Copy out each line below containing "reason".

Saved entries:
= = = =

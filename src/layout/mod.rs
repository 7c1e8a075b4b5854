//! Declarative binary layouts
//!
//! A [`Layout`] is an ordered list of named [`Field`]s, each describing how a
//! piece of a byte string maps onto a dynamic [`Value`]. The same schema drives
//! both directions: [`serialize_layout`] walks the layout writing a value, and
//! [`deserialize_layout`] walks it reading one back.
//!
//! Schemas are plain data, so they can be assembled at runtime, nested, and
//! parameterized (governance payloads, for instance, are a cross product of a
//! module table and an action table).
//!
//! ```rust
//! use vaa_rs::layout::{deserialize_layout_exact, field, serialize_layout, Item, Layout, Value};
//!
//! let layout = Layout::new(vec![
//!     field("magic", Item::bytes(2).fixed(Value::Bytes(b"HI".to_vec()))),
//!     field("count", Item::uint(2)),
//!     field("data", Item::prefixed_bytes(1)),
//! ]);
//!
//! let value = Value::object([
//!     ("count", Value::Uint(7)),
//!     ("data", Value::Bytes(vec![0xaa, 0xbb])),
//! ]);
//! let bytes = serialize_layout(&layout, &value).unwrap();
//! assert_eq!(bytes, [b'H', b'I', 0, 7, 2, 0xaa, 0xbb]);
//! assert_eq!(deserialize_layout_exact(&layout, &bytes).unwrap(), value);
//! ```

mod codec;
mod items;
mod value;

use std::fmt;
use std::sync::Arc;

use thiserror::Error;

pub use codec::{
    deserialize_layout, deserialize_layout_exact, serialize_layout, serialize_layout_into,
};
pub use items::{
    amount_item, chain_item, chain_or_any_item, fixed_string_bytes, fixed_string_item,
    sequence_item, signature_item, universal_address_item, Alignment, ChainConversion,
    FixedStringConversion, UniversalAddressConversion,
};
pub use value::Value;

/// Structural failure while encoding or decoding a layout.
#[derive(Error, Debug, Clone, PartialEq, Eq)]
pub enum LayoutError {
    #[error("{field}: need {needed} bytes at offset {offset}, only {available} available")]
    Truncated {
        field: String,
        offset: usize,
        needed: usize,
        available: usize,
    },

    #[error("{remaining} trailing bytes after offset {offset}")]
    TrailingBytes { offset: usize, remaining: usize },

    #[error("{field}: length {length} does not fit in a {size}-byte prefix")]
    LengthOverflow {
        field: String,
        length: usize,
        size: usize,
    },

    #[error("{field}: expected {expected} items, got {actual}")]
    SizeMismatch {
        field: String,
        expected: usize,
        actual: usize,
    },

    #[error("{field}: expected fixed value {expected}, found {found}")]
    FixedValueMismatch {
        field: String,
        expected: String,
        found: String,
    },

    #[error("{field}: no switch case for id {id}")]
    UnknownSwitchId { field: String, id: String },

    #[error("{field}: conversion failed: {reason}")]
    Conversion { field: String, reason: String },

    #[error("{field}: expected {expected} value")]
    TypeMismatch {
        field: String,
        expected: &'static str,
    },

    #[error("missing field {field}")]
    MissingField { field: String },

    #[error("{field}: value does not fit in {size} bytes")]
    ValueOutOfRange { field: String, size: usize },

    #[error("{field}: bit {bit} is set but not named")]
    UnnamedBitSet { field: String, bit: usize },

    #[error("{field}: unsupported item size {size}")]
    InvalidSize { field: String, size: usize },
}

/// Byte order of a multi-byte integer
#[derive(Debug, Clone, Copy, PartialEq, Eq, Default)]
pub enum Endianness {
    #[default]
    Big,
    Little,
}

/// Which bit a bitset's first declared flag occupies
#[derive(Debug, Clone, Copy, PartialEq, Eq, Default)]
pub enum BitOrder {
    /// First flag is the most significant bit
    #[default]
    MsbFirst,
    /// First flag is the least significant bit
    LsbFirst,
}

/// How many bytes (or array elements) a variable-size item spans
#[derive(Debug, Clone, Copy, PartialEq, Eq)]
pub enum LengthSpec {
    /// Exactly this many bytes or elements
    Fixed(usize),
    /// Preceded by an unsigned length of `size` bytes
    Prefixed { size: usize, endianness: Endianness },
    /// Everything left in the input
    Remainder,
}

impl LengthSpec {
    pub const fn prefixed(size: usize) -> Self {
        Self::Prefixed {
            size,
            endianness: Endianness::Big,
        }
    }
}

/// Error returned by a [`Conversion`].
#[derive(Error, Debug, Clone, PartialEq, Eq)]
#[error("{0}")]
pub struct ConversionError(pub String);

impl ConversionError {
    pub fn new(reason: impl Into<String>) -> Self {
        Self(reason.into())
    }
}

/// Bidirectional mapping between the raw wire value of an item and its logical value.
///
/// `decode` runs after the raw value was read; `encode` runs before it is written.
pub trait Conversion: Send + Sync {
    /// Short name used in debug output.
    fn name(&self) -> &'static str;

    fn decode(&self, raw: Value) -> Result<Value, ConversionError>;

    fn encode(&self, value: &Value) -> Result<Value, ConversionError>;
}

/// Custom behaviour attached to a scalar item
#[derive(Clone)]
pub enum Custom {
    /// Constant raw value: written on encode, checked on decode, absent from the logical value
    Fixed(Value),
    /// Value conversion
    Convert(Arc<dyn Conversion>),
}

impl fmt::Debug for Custom {
    fn fmt(&self, f: &mut fmt::Formatter<'_>) -> fmt::Result {
        match self {
            Self::Fixed(value) => f.debug_tuple("Fixed").field(value).finish(),
            Self::Convert(conversion) => f.debug_tuple("Convert").field(&conversion.name()).finish(),
        }
    }
}

#[derive(Debug, Clone)]
pub struct NumericItem {
    pub size: usize,
    pub endianness: Endianness,
    pub custom: Option<Custom>,
}

#[derive(Debug, Clone)]
pub struct BytesItem {
    pub length: LengthSpec,
    /// When set, the bytes are themselves decoded with this layout.
    pub layout: Option<Layout>,
    pub custom: Option<Custom>,
}

#[derive(Debug, Clone)]
pub struct ArrayItem {
    pub length: LengthSpec,
    pub element: Box<Item>,
}

#[derive(Debug, Clone)]
pub struct SwitchCase {
    pub id: u64,
    pub name: Option<String>,
    pub layout: Layout,
}

impl SwitchCase {
    pub fn new(id: u64, layout: Layout) -> Self {
        Self {
            id,
            name: None,
            layout,
        }
    }

    pub fn named(id: u64, name: impl Into<String>, layout: Layout) -> Self {
        Self {
            id,
            name: Some(name.into()),
            layout,
        }
    }
}

#[derive(Debug, Clone)]
pub struct SwitchItem {
    pub id_size: usize,
    pub id_endianness: Endianness,
    /// Key under which the selected case (its name, or its id) appears in the value.
    pub id_tag: String,
    pub cases: Vec<SwitchCase>,
}

#[derive(Debug, Clone)]
pub struct BitsetItem {
    pub size: usize,
    pub endianness: Endianness,
    pub bit_order: BitOrder,
    /// Flag names in declaration order; `None` reserves a bit that must stay clear.
    pub bits: Vec<Option<String>>,
}

/// What a field is on the wire
#[derive(Debug, Clone)]
pub enum Item {
    Uint(NumericItem),
    Int(NumericItem),
    Bytes(BytesItem),
    Array(ArrayItem),
    Object(Layout),
    Switch(SwitchItem),
    Bitset(BitsetItem),
}

impl Item {
    /// Big-endian unsigned integer of `size` bytes (1..=32).
    pub fn uint(size: usize) -> Self {
        Self::Uint(NumericItem {
            size,
            endianness: Endianness::Big,
            custom: None,
        })
    }

    /// Big-endian two's complement integer of `size` bytes (1..=32).
    pub fn int(size: usize) -> Self {
        Self::Int(NumericItem {
            size,
            endianness: Endianness::Big,
            custom: None,
        })
    }

    /// Exactly `size` raw bytes.
    pub fn bytes(size: usize) -> Self {
        Self::raw_bytes(LengthSpec::Fixed(size))
    }

    /// Bytes preceded by a big-endian length of `length_size` bytes.
    pub fn prefixed_bytes(length_size: usize) -> Self {
        Self::raw_bytes(LengthSpec::prefixed(length_size))
    }

    /// All remaining bytes.
    pub fn remainder_bytes() -> Self {
        Self::raw_bytes(LengthSpec::Remainder)
    }

    fn raw_bytes(length: LengthSpec) -> Self {
        Self::Bytes(BytesItem {
            length,
            layout: None,
            custom: None,
        })
    }

    pub fn array(length: LengthSpec, element: Item) -> Self {
        Self::Array(ArrayItem {
            length,
            element: Box::new(element),
        })
    }

    pub fn object(layout: Layout) -> Self {
        Self::Object(layout)
    }

    /// Tagged union selected by a leading big-endian id of `id_size` bytes.
    pub fn switch(id_size: usize, id_tag: impl Into<String>, cases: Vec<SwitchCase>) -> Self {
        Self::Switch(SwitchItem {
            id_size,
            id_endianness: Endianness::Big,
            id_tag: id_tag.into(),
            cases,
        })
    }

    /// Named flags packed most-significant-bit first into `size` bytes.
    pub fn bitset<S: Into<String>>(size: usize, bits: impl IntoIterator<Item = Option<S>>) -> Self {
        Self::Bitset(BitsetItem {
            size,
            endianness: Endianness::Big,
            bit_order: BitOrder::MsbFirst,
            bits: bits.into_iter().map(|bit| bit.map(Into::into)).collect(),
        })
    }

    /// Pins a scalar item to a constant raw value.
    pub fn fixed(self, value: impl Into<Value>) -> Self {
        self.with_custom(Custom::Fixed(value.into()))
    }

    /// Attaches a value conversion to a scalar item.
    pub fn convert(self, conversion: impl Conversion + 'static) -> Self {
        self.with_custom(Custom::Convert(Arc::new(conversion)))
    }

    fn with_custom(mut self, custom: Custom) -> Self {
        match &mut self {
            Self::Uint(item) | Self::Int(item) => item.custom = Some(custom),
            Self::Bytes(item) => item.custom = Some(custom),
            _ => debug_assert!(false, "custom conversions apply to scalar items only"),
        }
        self
    }

    /// Decodes the bytes of a bytes item with a nested layout.
    pub fn with_layout(mut self, layout: Layout) -> Self {
        if let Self::Bytes(item) = &mut self {
            item.layout = Some(layout);
        } else {
            debug_assert!(false, "nested layouts apply to bytes items only");
        }
        self
    }

    pub fn little_endian(mut self) -> Self {
        match &mut self {
            Self::Uint(item) | Self::Int(item) => item.endianness = Endianness::Little,
            Self::Bitset(item) => item.endianness = Endianness::Little,
            Self::Switch(item) => item.id_endianness = Endianness::Little,
            Self::Bytes(BytesItem {
                length: LengthSpec::Prefixed { endianness, .. },
                ..
            })
            | Self::Array(ArrayItem {
                length: LengthSpec::Prefixed { endianness, .. },
                ..
            }) => *endianness = Endianness::Little,
            _ => {}
        }
        self
    }

    pub fn lsb_first(mut self) -> Self {
        if let Self::Bitset(item) = &mut self {
            item.bit_order = BitOrder::LsbFirst;
        }
        self
    }

    /// Whether the item is a constant that never appears in the logical value.
    pub fn is_fixed(&self) -> bool {
        matches!(
            self,
            Self::Uint(NumericItem {
                custom: Some(Custom::Fixed(_)),
                ..
            }) | Self::Int(NumericItem {
                custom: Some(Custom::Fixed(_)),
                ..
            }) | Self::Bytes(BytesItem {
                custom: Some(Custom::Fixed(_)),
                ..
            })
        )
    }

    /// Encoded size if it does not depend on the value.
    pub fn static_size(&self) -> Option<usize> {
        match self {
            Self::Uint(item) | Self::Int(item) => Some(item.size),
            Self::Bitset(item) => Some(item.size),
            Self::Bytes(item) => match item.length {
                LengthSpec::Fixed(size) => Some(size),
                _ => None,
            },
            Self::Array(item) => match item.length {
                LengthSpec::Fixed(count) => item.element.static_size().map(|size| size * count),
                _ => None,
            },
            Self::Object(layout) => layout.static_size(),
            Self::Switch(item) => {
                let mut sizes = item.cases.iter().map(|case| case.layout.static_size());
                let first = sizes.next()??;
                sizes
                    .all(|size| size == Some(first))
                    .then_some(item.id_size + first)
            }
        }
    }
}

/// A named item
#[derive(Debug, Clone)]
pub struct Field {
    pub name: String,
    pub item: Item,
}

impl Field {
    pub fn new(name: impl Into<String>, item: Item) -> Self {
        Self {
            name: name.into(),
            item,
        }
    }
}

/// Shorthand for [`Field::new`].
pub fn field(name: impl Into<String>, item: Item) -> Field {
    Field::new(name, item)
}

/// Ordered list of fields
#[derive(Debug, Clone, Default)]
pub struct Layout {
    fields: Vec<Field>,
}

impl Layout {
    pub fn new(fields: Vec<Field>) -> Self {
        Self { fields }
    }

    pub fn fields(&self) -> &[Field] {
        &self.fields
    }

    pub fn field(&self, name: &str) -> Option<&Field> {
        self.fields.iter().find(|field| field.name == name)
    }

    /// Returns a copy with `other`'s fields appended.
    pub fn extend(mut self, other: Layout) -> Self {
        self.fields.extend(other.fields);
        self
    }

    /// Encoded size if every field has a static size.
    pub fn static_size(&self) -> Option<usize> {
        self.fields
            .iter()
            .map(|field| field.item.static_size())
            .sum()
    }
}

impl FromIterator<Field> for Layout {
    fn from_iter<I: IntoIterator<Item = Field>>(iter: I) -> Self {
        Self::new(iter.into_iter().collect())
    }
}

= = = =

#### TASK SOLUTION
    #[error("{field}: conversion failed: {reason}")]
    Conversion { field: String, reason: String },
    pub fn new(reason: impl Into<String>) -> Self {
        Self(reason.into())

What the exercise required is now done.